Post  AvaDGardner on 4/16/2012, 9:05 pm

Lindacol wrote:I just went back & found this info on soil testing because I have a problem in one of my beds. This bed (the 2nd built out of the 4 I have - the others are doing fine) was filled with a mix that was heavier on the compost portion as I was low on funds when I filled it. The compost is homemade, heavy on the goat manure & alfalfa but also contains horse & yak manure and household wastes and plant material. As I have replenished I have added in some vermiculite, peat and bagged worm castings. This bed was started about 6-7 mos ago. The same compost is used in all 4 beds.

Garlic in this bed looks stunted compared to my other bed with garlic. Carrots started and died. Broccoli did ok, as did some lettuce. Newly transplanted cucs died.

I got one of the home soil tests from HD. The Ph test looked lime green, like the bacground color - I guess neutral to slightly acid. Nitrogen was darker than surplus (not a surprise), the Potash was suffucient to surplus but the Phosphorus was depleted (clear).

The package suggests adding bonemeal but I am confused on how much.
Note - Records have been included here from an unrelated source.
//! NCI Core - Network Credit Intelligence domain layer
//!
//! This crate provides the core types and algorithms for the cross-tenant
//! payment-behavior network:
//! - Anonymized identifier handling (one-way digests, no plaintext storage)
//! - Observation, profile, contribution and intelligence types
//! - The scoring engine: community score, confidence, trend, consistency,
//!   credit trust score, trust tiers and badges (all pure functions)
//!
//! Persistence and services live in `nci-store`; this crate has no I/O.

pub mod anonymize;
pub mod constants;
pub mod error;
pub mod scoring;
pub mod types;

pub use constants::*;
pub use error::*;
pub use types::*;
//! Community score, confidence and credit trust score

use crate::constants::*;
use crate::types::{AggregateMetrics, TrendDirection};

/// Clamp a score to the [0, 100] scale
pub fn clamp_score(score: f64) -> f64 {
    score.clamp(0.0, 100.0)
}

/// Community score (0-100)
///
/// Starts neutral and moves with on-time rate, settlement speed, dispute and
/// partial-payment rates, plus a small data-volume bonus.
pub fn community_score(metrics: &AggregateMetrics) -> f64 {
    let mut score = SCORE_BASELINE;

    // On-time payment rate (0-40 points)
    score += metrics.on_time_payment_rate / 100.0 * SCORE_ON_TIME_WEIGHT;

    // Average days to pay (0-30 points)
    let days_score = (SCORE_DAYS_CEILING - metrics.avg_days_to_pay).max(0.0);
    score += days_score / SCORE_DAYS_CEILING * SCORE_DAYS_WEIGHT;

    // Dispute rate (up to 15 points penalty)
    score -= metrics.dispute_rate / 100.0 * SCORE_DISPUTE_PENALTY;

    // Partial payment rate (up to 10 points penalty)
    score -= metrics.partial_payment_rate / 100.0 * SCORE_PARTIAL_PENALTY;

    // Data volume bonus (0-5 points)
    score += (metrics.total_transactions as f64 / SCORE_VOLUME_DIVISOR)
        .min(SCORE_VOLUME_BONUS_CAP);

    clamp_score(score)
}

/// Confidence (0-100) from data volume and tenant spread
pub fn confidence(total_transactions: u32, unique_tenants: u32) -> f64 {
    let transaction_confidence =
        (total_transactions as f64 * CONFIDENCE_PER_TRANSACTION).min(CONFIDENCE_COMPONENT_CAP);
    let tenant_confidence =
        (unique_tenants as f64 * CONFIDENCE_PER_TENANT).min(CONFIDENCE_COMPONENT_CAP);
    (transaction_confidence + tenant_confidence).min(100.0)
}

/// Credit trust score (0-100)
///
/// Weighted blend of the community score with verification, consistency,
/// trend and confidence adjustments.
pub fn credit_trust_score(
    community_score: f64,
    verified_by_count: u32,
    consistency_score: f64,
    trend: TrendDirection,
    confidence: f64,
) -> f64 {
    let mut score = community_score * TRUST_COMMUNITY_WEIGHT;

    let verification_bonus =
        (verified_by_count as f64 * TRUST_PER_TENANT_BONUS).min(TRUST_TENANT_BONUS_CAP);
    score += verification_bonus;

    score += consistency_score * TRUST_CONSISTENCY_WEIGHT;

    match trend {
        TrendDirection::Improving => score += TRUST_TREND_ADJUSTMENT,
        TrendDirection::Declining => score -= TRUST_TREND_ADJUSTMENT,
        TrendDirection::Stable | TrendDirection::Unknown => {}
    }

    score += confidence * TRUST_CONFIDENCE_WEIGHT;

    clamp_score(score)
}
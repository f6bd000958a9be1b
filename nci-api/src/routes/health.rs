//! Health endpoints

use axum::{extract::State, Json};

use crate::state::AppState;

/// Liveness check
pub async fn health_check(State(state): State<AppState>) -> Json<serde_json::Value> {
    Json(serde_json::json!({
        "status": "healthy",
        "version": state.version,
    }))
}

/// Readiness check
pub async fn ready_check() -> Json<serde_json::Value> {
    Json(serde_json::json!({
        "status": "ready",
    }))
}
Suggestions?? I am ready to replant this bed and have seeds & seedlings waiting.

Hi Linda. I have done a ton (okay nearly a dozen) soil tests in various places this year (since Feb 1). I have two different tests, and their results are close, but not identical.

Are you using Ferry Morris' kit with the tiny throw-away tubes? If so, I understand the 'lime green' comment, as that is at the top of their card. But what does "surplus' mean? Oh...like you medium to high results?

On FM...
pH = lime is 7.0pH = neutral (per their card)
N = darker than hot pink 'High' = not unusual if with compost
P = clear = below "Very Low"
K = senna to dark brown = Med-High

I really hoped for different results. That's the same as what I get in my dirt beds.

Phosphorus is a tough one for us in SoCal. I add bone meal and blood meal like crazy.

Keep in mind it takes months for a change to be registered. Start now, and you may be able to plant that one by June 1.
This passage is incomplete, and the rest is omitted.